Tout comme Nuremberg ne s’est pas limité aux dernières batailles de la Seconde Guerre mondiale, mais a défini la criminalité de tout le régime, un Tribunal pour la Palestine pourrait émerger : habilité à entendre des affaires de la Nakba de 1948 à Gaza en 2025 et au-delà.
Un tel tribunal ne livrerait pas seulement la responsabilisation, mais définirait également la vérité historique : ce qui est arrivé au peuple palestinien à travers les générations n’était pas un accident de l’histoire, mais un continuum de crimes en violation du droit des nations.
Texte : Le Tribunal pour la Palestine (« le Tribunal ») est établi en tant qu’organe judiciaire indépendant pour poursuivre les personnes responsables de graves violations du droit international humanitaire et des droits humains commises en Palestine et dans des lieux extraterritoriaux connexes à partir du 15 mai 1948, avec une autorité discrétionnaire, après autorisation judiciaire, pour enquêter sur les crimes antérieurs à 1948 dans le cadre du Mandat britannique là où il existe un lien clair avec le conflit et des preuves admissibles suffisantes. Note : 1948 ancre la Nakba et le début des crimes de l’ère de l’occupation ; la juridiction discrétionnaire avant 1948 permet l’enquête sur les assassinats et massacres de l’ère du mandat.
Texte : (a) Crimes de guerre ; (b) Crimes contre l’humanité ; (c) Génocide ; (d) Terrorisme, tel que défini dans les traités pertinents et la loi palestinienne, lorsqu’elle est conforme aux normes internationales. Note : Couvre à la fois les crimes internationaux classiques et le terrorisme contre les civils/installations diplomatiques, garantissant que les crimes précoces et ultérieurs relèvent de la juridiction.
Texte : 15 mai 1948 à aujourd’hui, avec une autorité discrétionnaire avant 1948. Portée territoriale : Gaza, Cisjordanie, Jérusalem-Est et actes extraterritoriaux (par exemple, Beyrouth, Le Caire, Rome, Téhéran, Damas). Note : Englobe à la fois l’occupation et les opérations extraterritoriales.

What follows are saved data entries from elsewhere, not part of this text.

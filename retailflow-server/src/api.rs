//! HTTP handlers and the JSON output contract.

use axum::extract::{Multipart, Query, State};
use axum::http::{header, StatusCode};
use axum::response::{IntoResponse, Response};
use axum::Json;
use chrono::Utc;
use serde::{Deserialize, Serialize};

use retailflow_engine::report::TransferReport;
use retailflow_engine::session::DatasetSummary;
use retailflow_engine::store_metrics::StoreMetrics;
use retailflow_engine::EngineError;
use retailflow_ingest::export::{render_report_csv, EXPORT_FILE_NAME};
use retailflow_ingest::reader::read_table;
use retailflow_ingest::template::{template_csv, TEMPLATE_FILE_NAME};
use retailflow_ingest::IngestError;

use crate::AppState;

// ---------------------------------------------------------------------------
// Error translation
// ---------------------------------------------------------------------------

/// Anything a handler can fail with, translated to a JSON error body.
#[derive(Debug)]
pub enum ApiError {
    Engine(EngineError),
    Ingest(IngestError),
    BadRequest(String),
}

impl From<EngineError> for ApiError {
    fn from(err: EngineError) -> Self {
        ApiError::Engine(err)
    }
}

impl From<IngestError> for ApiError {
    fn from(err: IngestError) -> Self {
        ApiError::Ingest(err)
    }
}

#[derive(Serialize)]
struct ErrorBody {
    error: String,
}

impl IntoResponse for ApiError {
    fn into_response(self) -> Response {
        let message = match &self {
            ApiError::Engine(err) => err.to_string(),
            ApiError::Ingest(err) => err.to_string(),
            ApiError::BadRequest(message) => message.clone(),
        };
        tracing::warn!(error = %message, "request rejected");
        (StatusCode::BAD_REQUEST, Json(ErrorBody { error: message })).into_response()
    }
}

// ---------------------------------------------------------------------------
// JSON output contract
// ---------------------------------------------------------------------------

#[derive(Serialize)]
pub struct HealthResponse {
    pub status: String,
    pub service: String,
    pub version: String,
    pub timestamp: String,
}

#[derive(Serialize)]
pub struct UploadResponse {
    pub success: bool,
    pub filename: String,
    pub message: String,
    #[serde(flatten)]
    pub dataset: DatasetSummary,
}

#[derive(Serialize)]
pub struct AnalyzeResponse {
    pub success: bool,
    pub results: TransferReport,
}

#[derive(Serialize)]
pub struct StoresResponse {
    pub success: bool,
    pub stores: Vec<StoreMetrics>,
}

#[derive(Deserialize)]
pub struct AnalyzeParams {
    /// Optional presentation cap on the recommendation list.
    pub top: Option<usize>,
}

// ---------------------------------------------------------------------------
// Handlers
// ---------------------------------------------------------------------------

/// GET /
pub async fn health() -> Json<HealthResponse> {
    Json(HealthResponse {
        status: "healthy".to_string(),
        service: "RetailFlow Transfer API".to_string(),
        version: env!("CARGO_PKG_VERSION").to_string(),
        timestamp: Utc::now().to_rfc3339(),
    })
}

/// POST /upload
///
/// Multipart file upload. Only `.csv` files are accepted; the parsed table
/// replaces the session's dataset snapshot.
pub async fn upload(
    State(state): State<AppState>,
    mut multipart: Multipart,
) -> Result<Json<UploadResponse>, ApiError> {
    let mut file = None;
    while let Some(field) = multipart
        .next_field()
        .await
        .map_err(|err| ApiError::BadRequest(format!("invalid multipart body: {}", err)))?
    {
        if field.name() == Some("file") {
            let filename = field.file_name().unwrap_or("upload.csv").to_string();
            let data = field
                .bytes()
                .await
                .map_err(|err| ApiError::BadRequest(format!("failed to read upload: {}", err)))?;
            file = Some((filename, data));
            break;
        }
    }

    let (filename, data) =
        file.ok_or_else(|| ApiError::BadRequest("no file selected".to_string()))?;
    if !filename.to_ascii_lowercase().ends_with(".csv") {
        return Err(ApiError::BadRequest(
            "only CSV files are supported".to_string(),
        ));
    }

    let table = read_table(&data)?;
    let dataset = state.session.lock().await.load(&table)?;

    tracing::info!(
        rows = dataset.record_count,
        stores = dataset.store_count,
        dropped = dataset.dropped_rows,
        %filename,
        "dataset loaded"
    );

    let message = format!(
        "Loaded {} records across {} stores.",
        dataset.record_count, dataset.store_count
    );
    Ok(Json(UploadResponse {
        success: true,
        filename,
        message,
        dataset,
    }))
}

/// POST /analyze
pub async fn analyze(
    State(state): State<AppState>,
    Query(params): Query<AnalyzeParams>,
) -> Result<Json<AnalyzeResponse>, ApiError> {
    let report = state.session.lock().await.analyze(params.top)?;

    tracing::info!(
        recommendations = report.summary.total_recommendations,
        rejections = report.summary.total_rejections,
        "analysis complete"
    );

    Ok(Json(AnalyzeResponse {
        success: true,
        results: (*report).clone(),
    }))
}

/// GET /stores
pub async fn stores(State(state): State<AppState>) -> Result<Json<StoresResponse>, ApiError> {
    let metrics = state.session.lock().await.store_metrics()?;
    Ok(Json(StoresResponse {
        success: true,
        stores: metrics,
    }))
}

/// GET /export
///
/// Most recent report as a downloadable CSV.
pub async fn export(State(state): State<AppState>) -> Result<Response, ApiError> {
    let report = state.session.lock().await.last_report()?;
    let csv_text = render_report_csv(&report);
    Ok(csv_download(EXPORT_FILE_NAME, csv_text))
}

/// GET /template
pub async fn template() -> Response {
    csv_download(TEMPLATE_FILE_NAME, template_csv())
}

fn csv_download(filename: &str, body: String) -> Response {
    let headers = [
        (
            header::CONTENT_TYPE,
            "text/csv; charset=utf-8".to_string(),
        ),
        (
            header::CONTENT_DISPOSITION,
            format!("attachment; filename=\"{}\"", filename),
        ),
    ];
    (headers, body).into_response()
}
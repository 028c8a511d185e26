//! Millisecond time sources.
//!
//! The simulation never reads the time itself: the frame driver asks a
//! `Clock` once per tick and hands the value to `Game::tick`.

use std::cell::Cell;
use std::time::{Duration, Instant};

pub trait Clock {
    /// Milliseconds since an arbitrary origin.  Never decreases.
    fn now_ms(&self) -> u64;
}

/// Wall clock measured from construction.
#[derive(Clone, Debug)]
pub struct SystemClock {
    origin: Instant,
}

impl SystemClock {
    pub fn new() -> Self {
        Self {
            origin: Instant::now(),
        }
    }
}

impl Default for SystemClock {
    fn default() -> Self {
        Self::new()
    }
}

impl Clock for SystemClock {
    fn now_ms(&self) -> u64 {
        self.origin.elapsed().as_millis() as u64
    }
}

/// Hand-driven clock for tests and replays.
#[derive(Debug, Default)]
pub struct ManualClock {
    now: Cell<u64>,
}

impl ManualClock {
    pub fn starting_at(ms: u64) -> Self {
        Self { now: Cell::new(ms) }
    }

    pub fn advance(&self, ms: u64) {
        self.now.set(self.now.get() + ms);
    }

    /// Moves the clock to `ms`.  Earlier values are ignored to keep it monotonic.
    pub fn set(&self, ms: u64) {
        if ms > self.now.get() {
            self.now.set(ms);
        }
    }
}

impl Clock for ManualClock {
    fn now_ms(&self) -> u64 {
        self.now.get()
    }
}

// ── Fixed-rate pacing ─────────────────────────────────────────────────────────

/// Sleeps out the remainder of each frame so ticks run at a fixed rate.
#[derive(Debug)]
pub struct FixedStep {
    frame: Duration,
    frame_start: Instant,
}

impl FixedStep {
    pub fn per_second(ticks: u32) -> Self {
        Self {
            frame: Duration::from_secs(1) / ticks.max(1),
            frame_start: Instant::now(),
        }
    }

    /// Call at the end of a frame.  Blocks until the frame budget is spent.
    pub fn wait(&mut self) {
        let elapsed = self.frame_start.elapsed();
        if elapsed < self.frame {
            std::thread::sleep(self.frame - elapsed);
        }
        self.frame_start = Instant::now();
    }
}
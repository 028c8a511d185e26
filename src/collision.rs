//! Collision and damage resolution.
//!
//! Every pairing is re-tested from scratch each tick with AABB overlap.
//! Entities hit during a scan are only flagged; the collections are
//! compacted once the scan is over.

use crate::compute::FrameEvent;
use crate::entities::{Enemy, Player, World, BULLET_DAMAGE, DEATH_ANIM_TICKS};

// ── Damage ────────────────────────────────────────────────────────────────────

/// Apply damage to an enemy.  On the hit that takes it to zero the player is
/// credited the score and the kill; returns `true` on that hit only.
pub fn damage_enemy(enemy: &mut Enemy, amount: i32, player: &mut Player) -> bool {
    if !enemy.is_alive() {
        return false;
    }
    enemy.health = (enemy.health - amount).max(0);
    if enemy.is_alive() {
        return false;
    }
    player.score += enemy.score_value;
    player.wave.enemies_killed += 1;
    true
}

/// Health never drops below zero.  Every hit arms the flash.
pub fn damage_player(player: &mut Player, amount: i32) {
    player.health = (player.health - amount).max(0);
    player.flash.arm();
}

/// Damage gated by the shared invulnerability cooldown.  The first source to
/// land in a window wins; the timestamp moves immediately so later sources in
/// the same tick are refused.
fn try_hit_player(player: &mut Player, amount: i32, now_ms: u64) -> bool {
    if !player.hit_cooldown.try_trigger(now_ms) {
        return false;
    }
    damage_player(player, amount);
    true
}

// ── Pair scans ────────────────────────────────────────────────────────────────

/// Player bullets against live enemies.  A bullet is spent on the first
/// live enemy it overlaps.
pub fn bullets_vs_enemies(world: &mut World) -> Vec<FrameEvent> {
    let mut events = Vec::new();
    let mut spent = vec![false; world.bullets.len()];

    for (bi, bullet) in world.bullets.iter().enumerate() {
        let hitbox = bullet.bounds();
        let Some(enemy) = world
            .enemies
            .iter_mut()
            .find(|e| e.is_alive() && e.bounds().overlaps(&hitbox))
        else {
            continue;
        };
        spent[bi] = true;
        if damage_enemy(enemy, BULLET_DAMAGE, &mut world.player) {
            events.push(FrameEvent::EnemyKilled {
                id: enemy.id,
                kind: enemy.kind,
                score: enemy.score_value,
            });
        }
    }

    world.bullets = std::mem::take(&mut world.bullets)
        .into_iter()
        .enumerate()
        .filter(|(i, _)| !spent[*i])
        .map(|(_, b)| b)
        .collect();
    events
}

/// Contact damage from live enemies.
pub fn enemies_vs_player(world: &mut World, now_ms: u64) -> Vec<FrameEvent> {
    let mut events = Vec::new();
    let player_box = world.player.bounds();
    for enemy in &world.enemies {
        if !enemy.is_alive() || !enemy.bounds().overlaps(&player_box) {
            continue;
        }
        if try_hit_player(&mut world.player, enemy.damage, now_ms) {
            events.push(FrameEvent::PlayerDamaged {
                amount: enemy.damage,
                health: world.player.health,
            });
        }
    }
    events
}

/// Enemy bullets against the player.  A bullet is only consumed when its hit
/// gets through the invulnerability window.
pub fn enemy_bullets_vs_player(world: &mut World, now_ms: u64) -> Vec<FrameEvent> {
    let mut events = Vec::new();
    let player_box = world.player.bounds();
    let mut spent = vec![false; world.enemy_bullets.len()];

    for (bi, bullet) in world.enemy_bullets.iter().enumerate() {
        if !bullet.bounds().overlaps(&player_box) {
            continue;
        }
        if try_hit_player(&mut world.player, bullet.damage, now_ms) {
            spent[bi] = true;
            events.push(FrameEvent::PlayerDamaged {
                amount: bullet.damage,
                health: world.player.health,
            });
        }
    }

    world.enemy_bullets = std::mem::take(&mut world.enemy_bullets)
        .into_iter()
        .enumerate()
        .filter(|(i, _)| !spent[*i])
        .map(|(_, b)| b)
        .collect();
    events
}

// ── Death animation & purge ───────────────────────────────────────────────────

/// Advance every dying enemy's animation by one tick, then drop those whose
/// animation has run its full length.  Returns how many were removed.
pub fn advance_death_animations(world: &mut World) -> usize {
    for enemy in world.enemies.iter_mut().filter(|e| !e.is_alive()) {
        if enemy.death_anim_finished {
            continue;
        }
        enemy.death_ticks += 1;
        if enemy.death_ticks >= DEATH_ANIM_TICKS {
            enemy.death_anim_finished = true;
        }
    }
    let before = world.enemies.len();
    world.enemies.retain(|e| e.is_alive() || !e.death_anim_finished);
    before - world.enemies.len()
}
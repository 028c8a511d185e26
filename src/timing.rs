//! Polled cooldowns.  Every timing rule in the game is "elapsed time since the
//! last trigger ≥ period", checked against the tick's timestamp.

#[derive(Clone, Debug, PartialEq)]
pub struct Cooldown {
    pub period_ms: u64,
    last: Option<u64>,
}

impl Cooldown {
    /// A cooldown that has never fired and is ready immediately.
    pub fn new(period_ms: u64) -> Self {
        Self {
            period_ms,
            last: None,
        }
    }

    /// A cooldown that behaves as if it fired at `now_ms`.
    pub fn armed(period_ms: u64, now_ms: u64) -> Self {
        Self {
            period_ms,
            last: Some(now_ms),
        }
    }

    pub fn last(&self) -> Option<u64> {
        self.last
    }

    pub fn elapsed(&self, now_ms: u64) -> Option<u64> {
        self.last.map(|last| now_ms.saturating_sub(last))
    }

    pub fn ready(&self, now_ms: u64) -> bool {
        self.elapsed(now_ms).map_or(true, |e| e >= self.period_ms)
    }

    pub fn trigger(&mut self, now_ms: u64) {
        self.last = Some(now_ms);
    }

    /// Fires if ready.  Returns whether it fired.
    pub fn try_trigger(&mut self, now_ms: u64) -> bool {
        if self.ready(now_ms) {
            self.trigger(now_ms);
            true
        } else {
            false
        }
    }
}

/// Hit-flash feedback.  After a hit the player blinks for
/// `hit_cooldown - margin` ms, toggling every `toggle_ms`.
#[derive(Clone, Debug, PartialEq)]
pub struct Flash {
    pub should_flash: bool,
    pub can_flash: bool,
    toggle: Cooldown,
}

impl Flash {
    pub fn new(toggle_ms: u64) -> Self {
        Self {
            should_flash: false,
            can_flash: false,
            toggle: Cooldown::new(toggle_ms),
        }
    }

    /// Called whenever the player takes damage.
    pub fn arm(&mut self) {
        self.can_flash = true;
    }

    /// `since_hit` is the time since the last successful hit, if any.
    pub fn update(&mut self, since_hit: Option<u64>, window_ms: u64, now_ms: u64) {
        match since_hit {
            Some(elapsed) if elapsed < window_ms => {
                if self.toggle.try_trigger(now_ms) {
                    self.should_flash = !self.should_flash;
                }
            }
            _ => self.can_flash = false,
        }
    }

    pub fn translucent(&self) -> bool {
        self.should_flash && self.can_flash
    }

    pub fn reset(&mut self) {
        self.should_flash = false;
        self.can_flash = false;
    }
}
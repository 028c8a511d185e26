//! Per-tick movement: player input resolution, enemy steering, projectiles.

use std::f32::consts::SQRT_2;

use crate::config::BulletAim;
use crate::entities::{
    Behavior, Bullet, DirFlags, Enemy, EnemyBullet, EnemyFacing, Facing, Player, Vec2, World,
    BULLET_SPEED, ENEMY_BULLET_DAMAGE, ENEMY_BULLET_SPEED, PLAYER_HEIGHT, PLAYER_WIDTH,
    RANGED_ONSCREEN_INSET,
};

// ── Player ────────────────────────────────────────────────────────────────────

/// Velocity and facing for the held keys.
///
/// Opposing keys on an axis cancel.  A wall flag blocks motion toward that
/// wall.  When both axes move each component is `speed / √2`.  Facing is
/// `None` when the player stands still, meaning "keep the old facing".
pub fn resolve_velocity(pressed: DirFlags, collided: DirFlags, speed: f32) -> (Vec2, Option<Facing>) {
    let h: i8 = if pressed.left && !pressed.right && !collided.left {
        -1
    } else if pressed.right && !pressed.left && !collided.right {
        1
    } else {
        0
    };
    let v: i8 = if pressed.up && !pressed.down && !collided.up {
        -1
    } else if pressed.down && !pressed.up && !collided.down {
        1
    } else {
        0
    };

    let facing = match (h, v) {
        (-1, -1) => Some(Facing::UpLeft),
        (1, -1) => Some(Facing::UpRight),
        (-1, 1) => Some(Facing::DownLeft),
        (1, 1) => Some(Facing::DownRight),
        (-1, 0) => Some(Facing::Left),
        (1, 0) => Some(Facing::Right),
        (0, -1) => Some(Facing::Up),
        (0, 1) => Some(Facing::Down),
        _ => None,
    };

    let step = if h != 0 && v != 0 { speed / SQRT_2 } else { speed };
    (Vec2::new(h as f32 * step, v as f32 * step), facing)
}

/// Wall contact for a sprite at `pos`.  Right wins over left, down over up.
pub fn wall_flags(pos: Vec2, width: f32, height: f32) -> DirFlags {
    let right = pos.x > width - PLAYER_WIDTH;
    let down = pos.y > height - PLAYER_HEIGHT;
    DirFlags {
        right,
        left: !right && pos.x < 0.0,
        down,
        up: !down && pos.y < 0.0,
    }
}

pub fn move_player(player: &mut Player, width: f32, height: f32) {
    let (velocity, facing) = resolve_velocity(player.pressed, player.collided, player.speed);
    player.velocity = velocity;
    if let Some(facing) = facing {
        player.facing = facing;
    }
    player.pos += velocity;
    player.collided = wall_flags(player.pos, width, height);
}

// ── Player bullets ────────────────────────────────────────────────────────────

/// Strictly inside the play area.  Projectiles outside it are dropped.
pub fn inside(p: Vec2, width: f32, height: f32) -> bool {
    p.x > 0.0 && p.x < width && p.y > 0.0 && p.y < height
}

/// Any facing with a sideways component fires horizontally, diagonals included.
pub fn travels_horizontally(facing: Facing) -> bool {
    !matches!(facing, Facing::Up | Facing::Down)
}

pub fn bullet_speed(facing: Facing) -> f32 {
    match facing {
        Facing::Left | Facing::Up | Facing::UpLeft | Facing::DownLeft => -BULLET_SPEED,
        Facing::Right | Facing::Down | Facing::UpRight | Facing::DownRight => BULLET_SPEED,
    }
}

/// Bullet leaving the centre of the player sprite.
pub fn new_bullet(player: &Player) -> Bullet {
    let c = player.center();
    Bullet {
        pos: Vec2::new(c.x.trunc(), c.y.trunc()),
        facing: player.facing,
        speed: bullet_speed(player.facing),
    }
}

pub fn move_bullets(world: &mut World) {
    for b in &mut world.bullets {
        if travels_horizontally(b.facing) {
            b.pos.x += b.speed;
        } else {
            b.pos.y += b.speed;
        }
    }
    let (w, h) = (world.width, world.height);
    world.bullets.retain(|b| inside(b.pos, w, h));
}

// ── Enemies ───────────────────────────────────────────────────────────────────

fn on_screen(pos: Vec2, width: f32, height: f32) -> bool {
    pos.x >= RANGED_ONSCREEN_INSET
        && pos.x <= width - RANGED_ONSCREEN_INSET
        && pos.y >= RANGED_ONSCREEN_INSET
        && pos.y <= height - RANGED_ONSCREEN_INSET
}

/// Chips-style shot from `owner`'s centre toward `target`.
pub fn new_enemy_bullet(owner: &Enemy, target: Vec2) -> EnemyBullet {
    let origin = owner.center();
    let rel = target.minus(origin);
    EnemyBullet {
        pos: origin,
        owner: owner.id,
        direction: rel.normalized().unwrap_or(Vec2::ZERO),
        speed: ENEMY_BULLET_SPEED,
        damage: ENEMY_BULLET_DAMAGE,
        angle_deg: rel.x.atan2(rel.y).to_degrees(),
    }
}

/// Move one enemy toward the player.  Returns a bullet if a ranged enemy fired.
pub fn steer_enemy(
    enemy: &mut Enemy,
    player: &Player,
    width: f32,
    height: f32,
    now_ms: u64,
) -> Option<EnemyBullet> {
    if !enemy.is_alive() {
        return None;
    }

    let delta = player.pos.minus(enemy.pos);
    let distance = delta.length();
    let step = delta.normalized().map(|dir| dir.scaled(enemy.speed));

    let mut fire = false;
    match &mut enemy.behavior {
        Behavior::Pursue => {
            if let Some(step) = step {
                enemy.pos += step;
            }
        }
        Behavior::Standoff(ranged) => {
            if distance <= ranged.engagement_range && on_screen(enemy.pos, width, height) {
                ranged.can_move = false;
                ranged.can_shoot = true;
            } else if ranged.can_move {
                if let Some(step) = step {
                    enemy.pos += step;
                }
            }
            fire = ranged.can_shoot && ranged.shoot_cooldown.try_trigger(now_ms);
        }
    }

    enemy.facing = if player.pos.x > enemy.pos.x {
        EnemyFacing::Right
    } else {
        EnemyFacing::Left
    };

    fire.then(|| new_enemy_bullet(enemy, player.center()))
}

pub fn steer_enemies(world: &mut World, now_ms: u64) -> usize {
    let (w, h) = (world.width, world.height);
    let player = &world.player;
    let mut fired = Vec::new();
    for enemy in &mut world.enemies {
        if let Some(bullet) = steer_enemy(enemy, player, w, h, now_ms) {
            fired.push(bullet);
        }
    }
    let count = fired.len();
    world.enemy_bullets.extend(fired);
    count
}

pub fn move_enemy_bullets(world: &mut World, aim: BulletAim) {
    let target = world.player.center();
    for b in &mut world.enemy_bullets {
        if aim == BulletAim::Homing {
            if let Some(dir) = target.minus(b.pos).normalized() {
                b.direction = dir;
            }
        }
        b.pos += b.direction.scaled(b.speed);
    }
    let (w, h) = (world.width, world.height);
    world.enemy_bullets.retain(|b| inside(b.pos, w, h));
}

Texte : Accent sur les personnes portant la plus grande responsabilité : leaders politiques, commandants militaires, supérieurs. Note : Garantit l’impartialité ; s’applique à toutes les parties.
Texte : Modèle hybride : Chambres de première instance et d’appel, juges internationaux et palestiniens, procureur indépendant, greffe. Note : Suit les précédents comme le Cambodge et la Sierra Leone.
Texte : Conventions de Genève, Statut de Rome, avis consultatifs de la CIJ, droit humanitaire international coutumier, loi palestinienne lorsqu’elle est conforme. Note : Intègre le droit international contraignant avec une légitimité locale.
Texte : Garanties d’un procès équitable, présomption d’innocence, représentation légale, droit d’appel. Note : Empêche les accusations de « justice des vainqueurs ».
Texte : Les victimes peuvent participer et demander des réparations. Établit un Fonds pour les victimes pour recevoir les réparations accordées par la CIJ, les contributions volontaires et les actifs des personnes condamnées. Note : Relie directement les jugements de la CIJ au niveau étatique aux réparations individuelles et communautaires.
Texte : Les États coopéreront aux arrestations, transferts et fourniture de preuves. Les peines seront purgées dans des États désignés par l’ONU. Note : Bien que les résolutions de l’Assemblée générale manquent d’exécution au titre du Chapitre VII, une large légitimité et des accords généreront l’adhésion.
Texte : Le Tribunal est établi avec un mandat renouvelable de 15 ans. Rapports annuels à l’Assemblée générale ; archives sous la garde de l’ONU. Note : Garantit la responsabilisation et la préservation historique.